Siempre se le había antojado extraño que la Iglesia condenara a éstos de forma irrevocable. No había justificación alguna que redimiera a quien se quitaba la vida. No había suicidas buenos y malos. A todos se les infligía el mismo castigo, sin excepciones y sin tener en cuenta su andadura previa. Disponer de la propia vida era el máximo pecado. Pues vaya, si no tenemos ni eso, ¿qué nos queda?, se dijo Héctor mientras encendía el cuarto cigarrillo desde que había subido a la azotea. Fumar y matarse de a poco, pensó sonriente. Se acercó a la barandilla y lanzó una bocanada de humo para enturbiar aún más el cielo nocturno: el sueño no llegaría por medios naturales, no le cabía la menor duda.
Y eso que la noche había empezado con una nota prometedora. Por Navidad, a modo de indirecta en absoluto sutil, le había comprado a Guillermo unas zapatillas de deporte, regalo que su hijo contempló con el mismo interés que si hubiera sido una máquina de tricotar. Sin embargo, el día anterior, a la hora del desayuno, en un cambio de registro que debía de ser el rasgo distintivo de la adolescencia, el chico le había preguntado cuándo iría a correr y Héctor se había apresurado a cerrar el trato, antes de que su hijo se volviera atrás. Martes por la tarde, sobre las ocho.
Así había sido. Un Guillermo reticente le esperaba en casa, ya cambiado y listo para salir cuando él llegó a las ocho y media pasadas. Sin hacer mucho caso a las protestas sobre el retraso, Héctor se puso el pantalón corto y se calzó las zapatillas, temiendo de antemano que la idea de «hacer cosas juntos» no fuera tan buena como le había parecido en el momento de comprar el regalo. Maldita pedagogía moderna que nos vuelve a todos medio imbéciles, pensó justo al salir. La cara de mal humor de Guillermo no auguraba nada bueno.
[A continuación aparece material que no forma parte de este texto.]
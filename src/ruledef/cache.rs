//! Process-wide descriptor cache
//!
//! Each rule type is compiled at most once. The compiled descriptor (or the grammar error)
//! is leaked into `'static` storage so callers can hold on to it without touching the lock
//! again.

use super::{compile, GrammarError, RuleDescriptor};
use crate::rule::Declared;
use once_cell::sync::Lazy;
use std::any::TypeId;
use std::collections::HashMap;
use std::sync::{Mutex, MutexGuard, PoisonError};

type Entry = Result<&'static RuleDescriptor, GrammarError>;

static DESCRIPTORS: Lazy<Mutex<HashMap<TypeId, Entry>>> = Lazy::new(|| Mutex::new(HashMap::new()));

fn lock() -> MutexGuard<'static, HashMap<TypeId, Entry>> {
    // Entries are only ever inserted whole, so a poisoned map is still consistent.
    DESCRIPTORS.lock().unwrap_or_else(PoisonError::into_inner)
}

/// The descriptor of `R`, compiling it on first use.
///
/// The lock is held while compiling, so concurrent first uses compile `R` once.
/// Compiling only reads the declaration and never reenters the cache.
pub fn try_descriptor<R: Declared>() -> Result<&'static RuleDescriptor, GrammarError> {
    lock()
        .entry(TypeId::of::<R>())
        .or_insert_with(|| compile(&R::declaration()).map(|d| &*Box::leak(Box::new(d))))
        .clone()
}

/// The descriptor of `R`.
///
/// # Panics
///
/// If the declaration of `R` is malformed. A malformed grammar is a programming error and
/// the panic message names the rule and the problem; use [`try_descriptor`] to inspect it
/// instead.
pub fn descriptor<R: Declared>() -> &'static RuleDescriptor {
    match try_descriptor::<R>() {
        Ok(descriptor) => descriptor,
        Err(err) => panic!("invalid grammar: {err}"),
    }
}

/// Whether `R` has already been compiled.
pub fn is_cached<R: Declared>() -> bool {
    lock().contains_key(&TypeId::of::<R>())
}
Y los augurios se cumplieron. En parte por culpa del chaval, y en parte por la de Héctor. Como siempre. Él no estaba acostumbrado a tener compañía mientras corría, y verse obligado a esperar a alguien constantemente le ponía nervioso. Por otro lado, a Guillermo parecía avergonzarle practicar deporte con su padre, quien, además, estaba en mejor forma que él. Cierto es que uno no suele hablar mucho mientras corre, pero entre ellos se instauró un silencio tenso. Héctor había escogido un recorrido corto, en línea recta, paralelo al mar. Sin embargo, su ritmo era más rápido y, aunque contenía el paso, dejaba atrás a su hijo cada pocos metros. Al final, cuando se le ocurrió decirle, en voz alta y con un leve tono de bronca: «Guille, hijo, acelera un poco», el muchacho le miró como si acabara de someterle a la peor de las humillaciones y, con semblante hosco, dio media vuelta y se alejó en dirección contraria corriendo, entonces sí, de verdad. Héctor dudó entre seguirle o continuar con su recorrido. Al final, a sabiendas de que era mejor que pasara el tiempo y se calmaran los ánimos, optó por la segunda posibilidad.